Во вторник наступили январские иды — тринадцатое число месяца. Согласно заведенному обычаю, Юстиниан занял свое место на ипподроме. Для кругов, близких к организации скачек, это был очень важный день. Мы сейчас назвали бы его днем розыгрыша Золотого кубка. Предварительные заезды состоялись в воскресенье, теперь должны были состояться финальные, решающие скачки. Во что может вылиться финал даже в нашу просвещенную эпоху, мы хорошо знаем на собственном опыте.
Этот день с самого начала был очень беспокойным, подводные течения таили в себе смертельную угрозу. Было ли заключено соглашение между партиями, поначалу было не совсем ясно, но они проявляли подозрительное единодушие. В перерывах между заездами постоянно раздавались крики, обращенные к императорской ложе, с требованиями помиловать уцелевших мятежников, укрывшихся в церкви Святого Лаврентия. Государственным мужам было тяжело отвечать на эти требования. Это были выступления, которые обычно начинает маленькая организованная группа, а потом поддерживает рядовой, ни в чем не замешанный зритель. Воскресные события поставили Юстиниана в трудное положение; он не мог положительно ответить на просьбу о помиловании. Он мог бы стать предметом насмешек по поводу своей пристрастности. Оба преступника были судимы и приговорены к смертной казни на основании законов, никто не собирался оспаривать законность вынесенных приговоров и казни. Юстиниана просили не об изменении юстиции, но о вмешательстве, вмешательстве без разумной причины в нормальные процессуальные действия судебной власти. Император не желал этого делать. Более того, он с самого начала поставил себе целью соблюдать полную беспристрастность по отношению ко всем партиям. При таком натиске император проявил еще большее нежелание вмешиваться в судебные дела. Представлялось, что самое безопасное — не отвечать на требования.
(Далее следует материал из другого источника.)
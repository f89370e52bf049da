//! # Catalog Crate
//!
//! Static listing data and the request vocabulary shared by the planner.
//!
//! ## Main Components
//!
//! - **types**: Request, catalog entries and their enums
//! - **tables**: The bundled flight/hotel/activity tables and stay assumptions
//! - **weather**: Canned weather outlook for a date range
//! - **tips**: Hand-written local tips
//! - **error**: Request validation and parsing errors
//!
//! ## Example Usage
//!
//! ```ignore
//! use catalog::{Catalog, TravelRequest, TravelStyle};
//!
//! let catalog = Catalog::paris();
//! let request = TravelRequest::new("Paris", "May 5-9, 2025", 5000.0)
//!     .with_travel_style(TravelStyle::Budget);
//! request.validate()?;
//!
//! println!("{} flights on offer", catalog.flights().len());
//! ```

pub mod error;
pub mod tables;
pub mod tips;
pub mod types;
pub mod weather;

pub use error::{RequestError, Result};
pub use tables::{
    ASSUMED_ACTIVITY_COUNT, ASSUMED_STAY_NIGHTS, COSTED_ACTIVITY_COUNT, Catalog, ROUND_TRIP_LEGS,
};
pub use tips::{LocalTips, local_tips};
pub use types::{
    // Entries
    Activity,
    Flight,
    Hotel,
    Money,
    TravelRequest,
    // Enums
    AccommodationType,
    ActivityCategory,
    BookingType,
    CabinClass,
    Interest,
    TravelStyle,
};
pub use weather::{WeatherDay, forecast_for};
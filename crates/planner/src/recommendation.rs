//! The assembled answer for one travel request.

use serde::{Deserialize, Serialize};

use catalog::{
    ASSUMED_STAY_NIGHTS, Activity, COSTED_ACTIVITY_COUNT, Flight, Hotel, Money, ROUND_TRIP_LEGS,
};

/// Final recommendation returned to the caller
#[derive(Debug, Clone, Default, PartialEq, Serialize, Deserialize)]
pub struct Recommendation {
    pub flights: Vec<Flight>,
    pub hotels: Vec<Hotel>,
    pub activities: Vec<Activity>,
    pub narrative: String,
}

impl Recommendation {
    /// Point estimate of the trip cost from the current listings.
    ///
    /// First flight for both legs, first hotel for the assumed stay, and the
    /// first few activities. Empty lists contribute nothing.
    pub fn total_cost(&self) -> Money {
        let flight = self.flights.first().map_or(0.0, |f| f.price) * ROUND_TRIP_LEGS as Money;
        let hotel = self.hotels.first().map_or(0.0, |h| h.price) * ASSUMED_STAY_NIGHTS as Money;
        let activities: Money = self
            .activities
            .iter()
            .take(COSTED_ACTIVITY_COUNT)
            .map(|a| a.price)
            .sum();
        flight + hotel + activities
    }

    pub fn has_options(&self) -> bool {
        !(self.flights.is_empty() && self.hotels.is_empty() && self.activities.is_empty())
    }
}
Человека, который разработал программу мятежа, нельзя назвать посредственным стратегом. Упорное нежелание Юстиниана идти навстречу призыву о помиловании послужило рычагом, который поднял на невиданную высоту успех агитации «зеленых» и привлек на их сторону «синих». Планы выступления, несомненно, были составлены заранее. Перед двадцать вторым заездом просители перестали обращаться в императорскую ложу. Вместо этого на трибунах начали кричать: «Да здравствуют человечные „сине-зеленые“!» Лозунг был подхвачен. Закончилась последняя скачка, толпа потекла по улицам Константинополя, с восторгом приветствуя рождение новой партии «сине-зеленых».
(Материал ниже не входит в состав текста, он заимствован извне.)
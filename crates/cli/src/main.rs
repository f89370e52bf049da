use anyhow::{anyhow, Context, Result};
use clap::{Args, Parser, Subcommand};
use colored::Colorize;
use rand::Rng;
use std::time::{Duration, Instant};
use tracing::debug;

use catalog::{
    forecast_for, local_tips, AccommodationType, Catalog, Interest, Money, TravelRequest,
    TravelStyle, WeatherDay,
};
use pipeline::FallbackPolicy;
use planner::{enrich_recommendation, PlannerConfig, Recommendation, TravelPlanner};
use sources::SerperClient;

/// Trip Planner - flights, hotels and activities for a budget
#[derive(Parser)]
#[command(name = "trip-planner")]
#[command(about = "Travel recommendations filtered by budget and preferences", long_about = None)]
struct Cli {
    #[command(flatten)]
    services: ServiceArgs,

    #[command(subcommand)]
    command: Commands,
}

/// Credentials and endpoints for the external services
#[derive(Args)]
struct ServiceArgs {
    /// API key for the narrative model
    #[arg(long, env = "GOOGLE_API_KEY", hide_env_values = true, global = true)]
    google_api_key: Option<String>,

    /// API key for the search service
    #[arg(long, env = "SERPER_API_KEY", hide_env_values = true, global = true)]
    serper_api_key: Option<String>,

    /// Model used for itineraries
    #[arg(long, env = "GEMINI_MODEL", default_value = "gemini-2.0-flash", global = true)]
    model: String,

    /// Request timeout in seconds
    #[arg(long, default_value = "30", global = true)]
    timeout: u64,
}

impl ServiceArgs {
    fn config(&self, fallback: FallbackPolicy) -> PlannerConfig {
        PlannerConfig {
            google_api_key: self.google_api_key.clone(),
            serper_api_key: self.serper_api_key.clone(),
            model: self.model.clone(),
            timeout: Duration::from_secs(self.timeout),
            fallback,
            ..Default::default()
        }
    }

    fn search_client(&self) -> Result<SerperClient> {
        self.config(FallbackPolicy::default())
            .search_client()?
            .ok_or_else(|| anyhow!("SERPER_API_KEY is not set"))
    }
}

#[derive(Subcommand)]
enum Commands {
    /// Build a full recommendation for a trip
    Plan {
        /// Where to go
        #[arg(long, default_value = "Paris")]
        destination: String,

        /// Free-form date range, e.g. "May 5-9, 2025"
        #[arg(long)]
        dates: String,

        /// Total trip budget
        #[arg(long)]
        budget: Money,

        #[arg(long, default_value_t = TravelStyle::Balanced)]
        style: TravelStyle,

        #[arg(long, default_value_t = AccommodationType::Hotel)]
        accommodation: AccommodationType,

        #[arg(long, default_value = "2")]
        travelers: u32,

        /// Repeat for several interests
        #[arg(long = "interest")]
        interests: Vec<Interest>,

        /// Never widen hotel or activity matches to the whole catalog
        #[arg(long)]
        strict: bool,

        /// Merge searched attractions into the activities
        #[arg(long)]
        enrich: bool,

        /// Print the recommendation as JSON
        #[arg(long)]
        json: bool,
    },

    /// Show the forecast for a date range
    Weather {
        #[arg(long)]
        dates: String,
    },

    /// Show local tips for a destination
    Tips {
        #[arg(long, default_value = "Paris")]
        destination: String,
    },

    /// Show recent headlines about a destination
    News {
        #[arg(long, default_value = "Paris")]
        destination: String,
    },

    /// Search destination photos
    Images {
        #[arg(long, default_value = "Paris")]
        destination: String,

        #[arg(long, default_value = "8")]
        count: usize,

        /// e.g. "Landmarks", "Food"; "All" disables the category
        #[arg(long)]
        category: Option<String>,

        /// "Latest", "Recent" or "Classic"
        #[arg(long)]
        time_filter: Option<String>,
    },

    /// Run benchmark to test filter performance
    Benchmark {
        /// Number of requests to make
        #[arg(long, default_value = "100")]
        requests: usize,
    },
}

#[tokio::main]
async fn main() -> Result<()> {
    // A missing .env file is fine
    dotenv::dotenv().ok();

    // Initialize tracing
    tracing_subscriber::fmt()
        .with_env_filter(
            tracing_subscriber::EnvFilter::try_from_default_env()
                .unwrap_or_else(|_| tracing_subscriber::EnvFilter::new("info")),
        )
        .init();

    let cli = Cli::parse();

    match cli.command {
        Commands::Plan {
            destination,
            dates,
            budget,
            style,
            accommodation,
            travelers,
            interests,
            strict,
            enrich,
            json,
        } => {
            let request = TravelRequest::new(destination, dates, budget)
                .with_travel_style(style)
                .with_accommodation(accommodation)
                .with_travelers(travelers)
                .with_interests(interests);
            let fallback = if strict {
                FallbackPolicy::KeepEmpty
            } else {
                FallbackPolicy::WidenToCatalog
            };
            handle_plan(&cli.services.config(fallback), request, enrich, json).await?
        }
        Commands::Weather { dates } => print_forecast(&forecast_for(&dates)),
        Commands::Tips { destination } => handle_tips(&destination),
        Commands::News { destination } => handle_news(&cli.services, &destination).await?,
        Commands::Images {
            destination,
            count,
            category,
            time_filter,
        } => {
            handle_images(
                &cli.services,
                &destination,
                count,
                category.as_deref(),
                time_filter.as_deref(),
            )
            .await?
        }
        Commands::Benchmark { requests } => handle_benchmark(requests).await?,
    }

    Ok(())
}

/// Handle the 'plan' command
async fn handle_plan(
    config: &PlannerConfig,
    request: TravelRequest,
    enrich: bool,
    json: bool,
) -> Result<()> {
    if request.destination.trim().is_empty() {
        return Err(anyhow!("Destination must not be empty"));
    }
    let planner = TravelPlanner::from_config(config, &request.destination)?;

    let start = Instant::now();
    let mut recommendation = planner.recommend(&request).await?;
    if enrich {
        let source = config.attraction_source()?;
        let added =
            enrich_recommendation(&mut recommendation, &request.destination, source.as_ref())
                .await;
        debug!("Enrichment added {} activities", added);
    }

    if json {
        let output = serde_json::to_string_pretty(&recommendation)
            .context("Failed to serialize recommendation")?;
        println!("{}", output);
        return Ok(());
    }

    println!(
        "{} Planned {} in {:?}\n",
        "✓".green(),
        request.destination.bold(),
        start.elapsed()
    );
    print_recommendation(&recommendation);
    println!();
    print_forecast(&forecast_for(&request.dates));
    println!();
    handle_tips(&request.destination);
    Ok(())
}

/// Handle the 'tips' command
fn handle_tips(destination: &str) {
    let tips = local_tips(destination);
    if tips.is_empty() {
        println!("No local tips for {} yet.", destination);
        return;
    }
    println!("{}", format!("Local tips for {}:", destination).bold().blue());
    for (section, entries) in tips.sections() {
        println!("{}", section.bold());
        for entry in entries {
            println!("  {} {}", "•".green(), entry);
        }
    }
}

/// Handle the 'news' command
async fn handle_news(services: &ServiceArgs, destination: &str) -> Result<()> {
    let client = services.search_client()?;
    let news = client
        .news(destination)
        .await
        .with_context(|| format!("Failed to fetch news for {}", destination))?;

    println!("{}", format!("Latest news for {}:", destination).bold().blue());
    if news.is_empty() {
        println!("No recent news found.");
    }
    for (i, item) in news.iter().enumerate() {
        println!("{}. {}", (i + 1).to_string().green(), item.title.bold());
        println!("   {} | {}", item.source, item.date);
        println!("   {}", item.link.dimmed());
    }
    Ok(())
}

/// Handle the 'images' command
async fn handle_images(
    services: &ServiceArgs,
    destination: &str,
    count: usize,
    category: Option<&str>,
    time_filter: Option<&str>,
) -> Result<()> {
    let client = services.search_client()?;
    let images = client
        .images(destination, count, category, time_filter)
        .await
        .with_context(|| format!("Failed to fetch images for {}", destination))?;

    println!("{}", format!("Images of {}:", destination).bold().blue());
    for image in &images {
        println!(
            "{} {} ({}, {})",
            "•".green(),
            image.title.bold(),
            image.photographer,
            image.date
        );
        println!("  {}", image.url.dimmed());
        for fact in &image.facts {
            println!("  - {}", fact);
        }
    }
    Ok(())
}

/// Handle the 'benchmark' command
async fn handle_benchmark(requests: usize) -> Result<()> {
    if requests == 0 {
        return Err(anyhow!("Benchmark needs at least one request"));
    }
    let planner = TravelPlanner::offline(Catalog::paris());

    let batch = random_requests(requests);

    let wall = Instant::now();
    let mut handles = vec![];
    for request in batch {
        let planner = planner.clone();
        let handle = tokio::spawn(async move {
            let start = Instant::now();
            planner.recommend(&request).await?;
            Ok::<_, anyhow::Error>(start.elapsed())
        });
        handles.push(handle);
    }

    let mut timings = vec![];
    for handle in handles {
        let elapsed = handle.await??;
        timings.push(elapsed);
    }
    let total_time = wall.elapsed();

    let summed: Duration = timings.iter().sum();
    let avg_latency = summed / (timings.len() as u32);
    timings.sort();
    let percentile = |p: f64| timings[((timings.len() - 1) as f64 * p).round() as usize];
    let throughput = requests as f64 / total_time.as_secs_f64();

    println!("{}", "Benchmark results:".bold().blue());
    println!("Requests: {}", requests);
    println!("Total time: {:?}", total_time);
    println!("Average latency: {:?}", avg_latency);
    println!("P50 latency: {:?}", percentile(0.50));
    println!("P95 latency: {:?}", percentile(0.95));
    println!("P99 latency: {:?}", percentile(0.99));
    println!("Throughput: {:.2} requests/second", throughput);

    Ok(())
}

/// Random requests over the whole preference space
fn random_requests(count: usize) -> Vec<TravelRequest> {
    let mut rng = rand::rng();
    (0..count)
        .map(|_| {
            let style = TravelStyle::ALL[rng.random_range(0..TravelStyle::ALL.len())];
            let accommodation =
                AccommodationType::ALL[rng.random_range(0..AccommodationType::ALL.len())];
            let interests: Vec<Interest> = Interest::ALL
                .iter()
                .copied()
                .filter(|_| rng.random_bool(0.3))
                .collect();
            TravelRequest::new("Paris", "May 5-9, 2025", rng.random_range(300.0..10_000.0))
                .with_travel_style(style)
                .with_accommodation(accommodation)
                .with_travelers(rng.random_range(1..=6))
                .with_interests(interests)
        })
        .collect()
}

/// Helper function to format and print a recommendation
fn print_recommendation(rec: &Recommendation) {
    println!("{}", "Flights:".bold().blue());
    if rec.flights.is_empty() {
        println!("  {}", "No flights within budget".yellow());
    }
    for flight in &rec.flights {
        let class = flight.class.map(|c| format!(" [{}]", c)).unwrap_or_default();
        println!(
            "  {} {} {} -> {} ${:.2}{}",
            "•".green(),
            flight.airline,
            flight.departure,
            flight.arrival,
            flight.price,
            class
        );
    }

    println!("{}", "Hotels:".bold().blue());
    if rec.hotels.is_empty() {
        println!("  {}", "No hotels within budget".yellow());
    }
    for hotel in &rec.hotels {
        println!(
            "  {} {} ({}, {:.1}/10) ${:.2}/night",
            "•".green(),
            hotel.name,
            hotel.kind,
            hotel.rating,
            hotel.price
        );
    }

    println!("{}", "Activities:".bold().blue());
    if rec.activities.is_empty() {
        println!("  {}", "No activities within budget".yellow());
    }
    for activity in &rec.activities {
        let rating = activity
            .rating
            .map(|r| format!(" ★{:.1}", r))
            .unwrap_or_default();
        println!(
            "  {} {} ({}, {}) ${:.2}{}",
            "•".green(),
            activity.name,
            activity.category,
            activity.duration,
            activity.price,
            rating
        );
    }

    println!(
        "\n{} ${:.2}",
        "Estimated total:".bold(),
        rec.total_cost()
    );
    println!("\n{}", "Itinerary:".bold().blue());
    println!("{}", rec.narrative);
}

/// Helper function to print a forecast table
fn print_forecast(days: &[WeatherDay]) {
    println!("{}", "Weather forecast:".bold().blue());
    for day in days {
        println!(
            "  {} {:<8} {:<14} {:>10}  rain {}%",
            day.icon,
            day.date,
            day.condition,
            day.temperature_range(),
            day.precipitation_pct
        );
    }
}

#[cfg(test)]
mod tests {
    use super::*;

    #[tokio::test]
    async fn test_plan_refuses_blank_destination() {
        let request = TravelRequest::new("   ", "May 5-9, 2025", 5000.0);
        let err = handle_plan(&PlannerConfig::default(), request, false, true)
            .await
            .unwrap_err();
        assert_eq!(err.to_string(), "Destination must not be empty");
    }
}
Во что это могло вылиться, никто не знал. Оставалось только одно — ждать. Программы новорожденной объединенной партии не было ни в одном документе, доступном в тот момент Юстиниану.
Ждать пришлось недолго. Толпа начала стекаться к претории, где уже до этого появилась организованная группа решительно настроенных людей, требовавших раскрыть им намерения власти относительно судьбы двух неудачно повешенных преступников, нашедших убежище в церкви Святого Лаврентия. Ответа от префекта города не последовало. Толпа непрерывно росла. Люди продолжали прибывать, и вскоре людской водоворот, образовавшийся у претории, постепенно поглотил всех — зрителей, зевак и случайных прохожих. Господин Двурушник часто становится храбрым, когда его ведет за собой господин Упрямец. Толпа выломала двери претории и принялась избивать чиновников. Потом мятежники освободили всех заключенных и подожгли здание. После такого благоприятного начала восторженная шайка названых братьев: «синие» и «зеленые», заключенные, зеваки, гуляющая публика и все прочие направились на Месу — константинопольский Бродвей или Чипсайд. В конце Месы, где она переходила в величественную колоннаду форума, называемого Аугустеумом, уже весь город был к услугам и увеселению мятежников.
Поджоги правительственных зданий и избиение государственных чиновников оказывают странное бодрящее и веселящее действие на среднестатистическое человеческое существо. В сгущающихся сумерках большинство населения Константинополя начало готовиться к торжественному ночному празднованию окончания скачек. Для начала народ поджег Халкиду — Бронзовый дворец, величественный портал у главного входа в императорский дворец. Обогнув Аугустеум, огонь распространился на север, до храма Святой Софии. Языки пламени поднимались над большим храмом почти до самого неба. Было подожжено также здание сената, что тоже внесло немалую лепту в общую иллюминацию. Это была славная ночь. Взгляды Юстиниана на степень власти, которой обладает абсолютный монарх, и на степень покорности, вбитой в головы константинопольского населения, могли бы представить собой очень интересное чтение, если бы у кого-нибудь возникла возможность записать мысли императора.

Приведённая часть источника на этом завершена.